Speaking to an empty auditorium, President Nelson noted the differences in this spring’s general conference sessions from the many that came before it. But the spirit behind it remains the same, he said.
“The purpose of this and every general conference is to help us to hear [Jesus Christ],” he said, inviting church members to “commence a lifelong quest to hear him” while also observing the bicentennial of Joseph Smith’s First Vision.
A different kind of general conference
President Nelson acknowledged the change from typical church gatherings, noting the closure of the church’s temples and moves to bring missionaries home.

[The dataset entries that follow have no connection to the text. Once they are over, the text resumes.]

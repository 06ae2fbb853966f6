// Copyright 2019 Zhizhesihai (Beijing) Technology Limited.
//
// Licensed under the Apache License, Version 2.0 (the "License");
// you may not use this file except in compliance with the License.
// You may obtain a copy of the License at
//
//     http://www.apache.org/licenses/LICENSE-2.0
//
// Unless required by applicable law or agreed to in writing, software
// distributed under the License is distributed on an "AS IS" BASIS,
// See the License for the specific language governing permissions and
// limitations under the License.

mod stored_fields_consumer;

pub use self::stored_fields_consumer::*;

mod plain_stored_fields_format;

pub use self::plain_stored_fields_format::*;

use core::codec::field_infos::{FieldInfo, FieldInfos};
use core::codec::segment_infos::SegmentInfo;
use core::store::directory::Directory;
use core::store::IOContext;
use core::util::{DocId, VariantValue};

use error::Result;

use std::sync::Arc;

/// Controls the format of stored fields
pub trait StoredFieldsFormat: Send + Sync {
    type Writer: StoredFieldsWriter;
    type Reader: StoredFieldsReader;

    /// Returns a `StoredFieldsWriter` to write stored fields.
    fn fields_writer(
        &self,
        directory: Arc<dyn Directory>,
        si: &SegmentInfo,
        ctx: &IOContext,
    ) -> Result<Self::Writer>;

    /// Returns a `StoredFieldsReader` to load stored fields.
    fn fields_reader(
        &self,
        directory: &dyn Directory,
        si: &SegmentInfo,
        field_infos: &FieldInfos,
    ) -> Result<Self::Reader>;
}

/// Codec API for writing stored fields:
///
/// 1. For every document, `start_document` is called, informing the codec
///    that a new document has started.
/// 2. `write_field` is called for each field in the document.
/// 3. After all documents have been written, `finish` is called for
///    verification/sanity-checks.
/// 4. Finally the writer is dropped.
pub trait StoredFieldsWriter {
    /// Called before writing the stored fields of the document.
    /// `write_field` will be called for each stored field. Note that this is
    /// called even if the document has no stored fields.
    fn start_document(&mut self) -> Result<()>;

    /// Writes a single stored field.
    fn write_field(&mut self, field_info: &FieldInfo, value: &VariantValue) -> Result<()>;

    /// Called when a document and all its fields have been added.
    fn finish_document(&mut self) -> Result<()>;

    /// Called before the writer is dropped, passing in the number of documents
    /// that were written. Note that this is intentionally redundant (equivalent
    /// to the number of calls to `start_document`), but a codec should check
    /// that this is the case.
    fn finish(&mut self, field_infos: &FieldInfos, num_docs: usize) -> Result<()>;

    /// Aborts writing entirely, releasing any partially written files.
    fn abort(&mut self) -> Result<()>;
}

/// One stored value of a document, as read back.
#[derive(Debug, Clone, PartialEq)]
pub struct StoredFieldValue {
    pub field_number: u32,
    pub value: VariantValue,
}

/// Codec API for reading stored fields.
pub trait StoredFieldsReader {
    fn document(&self, doc_id: DocId) -> Result<Vec<StoredFieldValue>>;

    fn num_docs(&self) -> usize;
}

“Little did I know when I promised you at the October 2019 general conference that this April conference would be memorable and unforgettable, that speaking to a visible congregation of fewer than 10 people would make this conference so memorable and unforgettable for me,” President Nelson remarked.

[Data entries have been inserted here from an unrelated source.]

impl SortedSetDocValuesWriter {
    pub fn new(field_info: &FieldInfo, bytes_used: Counter) -> SortedSetDocValuesWriter {
        SortedSetDocValuesWriter {
            field_name: field_info.name.clone(),
            hash: TermIds::default(),
            pending: vec![],
            pending_counts: vec![],
            current_doc: 0,
            current_values: vec![],
            bytes_used,
        }
    }

    pub fn add_value(&mut self, doc_id: DocId, value: &[u8]) -> Result<()> {
        check_sorted_length(&self.field_name, value)?;

        if doc_id != self.current_doc {
            self.finish_current_doc();
        }

        while self.current_doc < doc_id {
            self.pending_counts.push(0);
            self.current_doc += 1;
        }

        let (term_id, is_new) = self.hash.add(value);
        self.current_values.push(term_id);
        let mut bytes = mem::size_of::<i64>();
        if is_new {
            bytes += 2 * value.len() + mem::size_of::<Vec<u8>>();
        }
        self.bytes_used.add(bytes as i64);
        Ok(())
    }

    // finalize current_doc: this sorts and dedups the term ids in the current doc
    fn finish_current_doc(&mut self) {
        self.current_values.sort();
        self.current_values.dedup();
        self.pending.extend_from_slice(&self.current_values);
        // record the number of unique term ids for this doc
        self.pending_counts.push(self.current_values.len() as u32);
        self.current_values.clear();
        self.current_doc += 1;
    }
}

impl DocValuesWriter for SortedSetDocValuesWriter {
    fn finish(&mut self, num_doc: i32) {
        if self.current_doc < num_doc {
            self.finish_current_doc();

            while self.current_doc < num_doc {
                self.pending_counts.push(0);
                self.current_doc += 1;
            }
        }
    }

    fn flush<W: DocValuesConsumer>(
        &mut self,
        state: &SegmentWriteState,
        consumer: &mut W,
    ) -> Result<()> {
        let field_info = flushed_field_info(state, &self.field_name)?;
        let max_doc = state.segment_info.max_doc();
        self.finish(max_doc);
        debug_assert_eq!(self.pending_counts.len(), max_doc as usize);

        let (values, ord_map) = self.hash.sort();
        let mut ords = Vec::with_capacity(self.pending.len());
        let mut upto = 0;
        for &count in &self.pending_counts {
            let start = ords.len();
            for &term_id in &self.pending[upto..upto + count as usize] {
                ords.push(ord_map[term_id as usize]);
            }
            ords[start..].sort();
            upto += count as usize;
        }
        consumer.add_sorted_set_field(field_info, &values, &self.pending_counts, &ords)
    }
}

But he added, scripture counsels the faithful to be prepared rather than fear.
“Of course we can store our own reserves of food, water and savings,” he said, “but equally crucial is our need to fill our personal spiritual storehouses with faith, truth and testimony.”

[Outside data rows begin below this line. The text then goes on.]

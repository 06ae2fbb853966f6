// Copyright 2019 Zhizhesihai (Beijing) Technology Limited.
//
// Licensed under the Apache License, Version 2.0 (the "License");
// you may not use this file except in compliance with the License.
// You may obtain a copy of the License at
//
//     http://www.apache.org/licenses/LICENSE-2.0
//
// Unless required by applicable law or agreed to in writing, software
// distributed under the License is distributed on an "AS IS" BASIS,
// See the License for the specific language governing permissions and
// limitations under the License.

use core::analysis::{Analyzer, BinaryTokenStream, StringTokenStream, TokenStream};
use core::doc::*;
use core::util::{Numeric, VariantValue};

use error::ErrorKind::IllegalArgument;
use error::Result;

use std::fmt;

/// Represents a single field for indexing.
///
/// The indexing chain consumes a slice of `Fieldable` as a document.
pub trait Fieldable {
    fn name(&self) -> &str;
    fn field_type(&self) -> &FieldType;
    fn boost(&self) -> f32;
    fn field_data(&self) -> Option<&VariantValue>;
    /// Creates the token stream used to invert this field, falling back to
    /// `analyzer` for tokenized text.
    fn token_stream(&mut self, analyzer: &dyn Analyzer) -> Result<Box<dyn TokenStream>>;
    fn binary_value(&self) -> Option<&[u8]>;
    fn string_value(&self) -> Option<&str>;
    fn numeric_value(&self) -> Option<Numeric>;
}

impl<T: Fieldable + ?Sized> Fieldable for Box<T> {
    fn name(&self) -> &str {
        (**self).name()
    }
    fn field_type(&self) -> &FieldType {
        (**self).field_type()
    }
    fn boost(&self) -> f32 {
        (**self).boost()
    }
    fn field_data(&self) -> Option<&VariantValue> {
        (**self).field_data()
    }
    fn token_stream(&mut self, analyzer: &dyn Analyzer) -> Result<Box<dyn TokenStream>> {
        (**self).token_stream(analyzer)
    }
    fn binary_value(&self) -> Option<&[u8]> {
        (**self).binary_value()
    }
    fn string_value(&self) -> Option<&str> {
        (**self).string_value()
    }
    fn numeric_value(&self) -> Option<Numeric> {
        (**self).numeric_value()
    }
}

pub struct Field {
    field_name: String,
    field_type: FieldType,
    field_data: Option<VariantValue>,
    boost: f32,
    token_stream: Option<Box<dyn TokenStream>>,
}

impl Field {
    pub fn new(field_name: &str, field_type: FieldType, field_data: VariantValue) -> Field {
        Field {
            field_name: field_name.to_string(),
            field_type,
            field_data: Some(field_data),
            boost: 1.0_f32,
            token_stream: None,
        }
    }

    /// A field whose tokens are already produced by `token_stream`.
    pub fn with_token_stream(
        field_name: &str,
        field_type: FieldType,
        token_stream: Box<dyn TokenStream>,
    ) -> Field {
        Field {
            field_name: field_name.to_string(),
            field_type,
            field_data: None,
            boost: 1.0_f32,
            token_stream: Some(token_stream),
        }
    }

    pub fn new_text(field_name: &str, value: &str, stored: bool) -> Field {
        let ft = if stored {
            TEXT_FIELD_TYPE_STORED
        } else {
            TEXT_FIELD_TYPE_NOT_STORED
        };
        Field::new(field_name, ft, VariantValue::from(value))
    }

    pub fn new_string(field_name: &str, value: &str, stored: bool) -> Field {
        let ft = if stored {
            STRING_FIELD_TYPE_STORED
        } else {
            STRING_FIELD_TYPE_NOT_STORED
        };
        Field::new(field_name, ft, VariantValue::from(value))
    }

    pub fn new_stored(field_name: &str, value: VariantValue) -> Field {
        Field::new(field_name, STORED_FIELD_TYPE, value)
    }

    pub fn new_numeric_doc_values(field_name: &str, value: i64) -> Field {
        Field::new(
            field_name,
            NUMERIC_DOC_VALUES_FIELD_TYPE,
            VariantValue::Long(value),
        )
    }

    /// Numeric doc values holding the raw bits of a double.
    pub fn new_double_doc_values(field_name: &str, value: f64) -> Field {
        Self::new_numeric_doc_values(field_name, value.to_bits() as i64)
    }

    /// Numeric doc values holding the raw bits of a float.
    pub fn new_float_doc_values(field_name: &str, value: f32) -> Field {
        Self::new_numeric_doc_values(field_name, i64::from(value.to_bits() as i32))
    }

    pub fn new_sorted_numeric_doc_values(field_name: &str, value: i64) -> Field {
        Field::new(
            field_name,
            SORTED_NUMERIC_DOC_VALUES_FIELD_TYPE,
            VariantValue::Long(value),
        )
    }

    pub fn new_binary_doc_values(field_name: &str, value: Vec<u8>) -> Field {
        Field::new(
            field_name,
            BINARY_DOC_VALUES_FIELD_TYPE,
            VariantValue::Binary(value),
        )
    }

    pub fn new_sorted_doc_values(field_name: &str, value: Vec<u8>) -> Field {
        Field::new(
            field_name,
            SORTED_DOC_VALUES_FIELD_TYPE,
            VariantValue::Binary(value),
        )
    }

    pub fn new_sorted_set_doc_values(field_name: &str, value: Vec<u8>) -> Field {
        Field::new(
            field_name,
            SORTED_SET_DOC_VALUES_FIELD_TYPE,
            VariantValue::Binary(value),
        )
    }

    pub fn set_boost(&mut self, boost: f32) {
        self.boost = boost;
    }

    pub fn set_field_data(&mut self, data: Option<VariantValue>) {
        self.field_data = data;
    }
}

impl Fieldable for Field {
    fn name(&self) -> &str {
        &self.field_name
    }

    fn field_type(&self) -> &FieldType {
        &self.field_type
    }

    fn boost(&self) -> f32 {
        self.boost
    }

    fn field_data(&self) -> Option<&VariantValue> {
        self.field_data.as_ref()
    }

    // a preset token stream can only be consumed once
    fn token_stream(&mut self, analyzer: &dyn Analyzer) -> Result<Box<dyn TokenStream>> {
        if self.field_type.index_options == IndexOptions::Null {
            bail!(IllegalArgument(format!(
                "field '{}' is not indexed and has no token stream",
                self.field_name
            )));
        }

        if let Some(ts) = self.token_stream.take() {
            return Ok(ts);
        }

        match self.field_data {
            Some(VariantValue::VString(ref s)) if self.field_type.tokenized => {
                analyzer.token_stream(&self.field_name, s)
            }
            Some(VariantValue::VString(ref s)) => Ok(Box::new(StringTokenStream::new(s.clone()))),
            Some(VariantValue::Binary(ref b)) if !self.field_type.tokenized => {
                Ok(Box::new(BinaryTokenStream::new(b.clone())))
            }
            Some(_) if !self.field_type.tokenized => bail!(IllegalArgument(format!(
                "Non-Tokenized field '{}' must have a String or binary value",
                self.field_name
            ))),
            _ => bail!(IllegalArgument(format!(
                "field '{}' must have either a TokenStream or a String value",
                self.field_name
            ))),
        }
    }

    fn binary_value(&self) -> Option<&[u8]> {
        self.field_data.as_ref().and_then(|f| f.get_binary())
    }

    fn string_value(&self) -> Option<&str> {
        self.field_data.as_ref().and_then(|f| f.get_string())
    }

    fn numeric_value(&self) -> Option<Numeric> {
        self.field_data.as_ref().and_then(|f| f.get_numeric())
    }
}

impl fmt::Debug for Field {
    fn fmt(&self, f: &mut fmt::Formatter) -> fmt::Result {
        f.debug_struct("Field")
            .field("name", &self.field_name)
            .field("field_type", &self.field_type)
            .field("field_data", &self.field_data)
            .field("boost", &self.boost)
            .field("has_token_stream", &self.token_stream.is_some())
            .finish()
    }
}

#[cfg(test)]
mod tests {
    use super::*;
    use core::analysis::WhitespaceAnalyzer;

    fn drain(mut ts: Box<dyn TokenStream>) -> Vec<Vec<u8>> {
        ts.reset().unwrap();
        let mut terms = vec![];
        while ts.next_token().unwrap() {
            terms.push(ts.token().term.clone());
        }
        terms
    }

    #[test]
    fn test_token_stream_selection() {
        let analyzer = WhitespaceAnalyzer::new();

        let mut text = Field::new_text("body", "hello big world", false);
        let terms = drain(text.token_stream(&analyzer).unwrap());
        assert_eq!(terms.len(), 3);

        let mut id = Field::new_string("id", "doc 1", true);
        let terms = drain(id.token_stream(&analyzer).unwrap());
        assert_eq!(terms, vec![b"doc 1".to_vec()]);

        let mut stored = Field::new_stored("raw", VariantValue::Int(3));
        assert!(stored.token_stream(&analyzer).is_err());

        let mut ft = STRING_FIELD_TYPE_NOT_STORED;
        ft.tokenized = false;
        let mut num = Field::new("n", ft, VariantValue::Long(5));
        assert!(num.token_stream(&analyzer).is_err());
    }

    #[test]
    fn test_doc_values_constructors() {
        let f = Field::new_double_doc_values("price", 2.5);
        assert_eq!(f.field_type().doc_values_type, DocValuesType::Numeric);
        assert_eq!(
            f.numeric_value().map(|n| n.long_value()),
            Some(2.5f64.to_bits() as i64)
        );
        let f = Field::new_sorted_set_doc_values("tags", b"a".to_vec());
        assert_eq!(f.binary_value(), Some(&b"a"[..]));
        assert!(!f.field_type().indexed());
    }
}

The solemn assembly and Hosanna shout
President Nelson described the call for a solemn assembly Sunday morning as a spiritual highlight for Latter-day Saints. He called on members of the church to join him in a “Hosanna shout” in order to “express in global unison our profound gratitude to God the Father and his Beloved Son by praising them in this unique way.”
According to a news release from the church, “Solemn assemblies are special, sacred meetings held for a variety of holy purposes.” Hosanna shouts, the release continued, represents the crowd’s reaction to the triumphal entry of Jesus into Jerusalem for Passover.
At various times in church history, members have similar cried out, “Hosanna.” Notably, this took place after the dedication of the Kirtland Temple in 1836, and at the 1892 capstone ceremony of the Salt Lake Temple. At that event, members waved white handkerchiefs. Sunday, President Nelson said, a wave of the hand could replace the handkerchief if you do not have one.
In the past, the church has held solemn assemblies for events such as sustaining a new church president or dedicating a temple.
“We have prayed, and invite you to pray, that the Spirit of the Lord will be with us in such rich abundance that you can hear the messages that the Savior has especially for you—messages that will bring peace to your soul,” President Nelson said.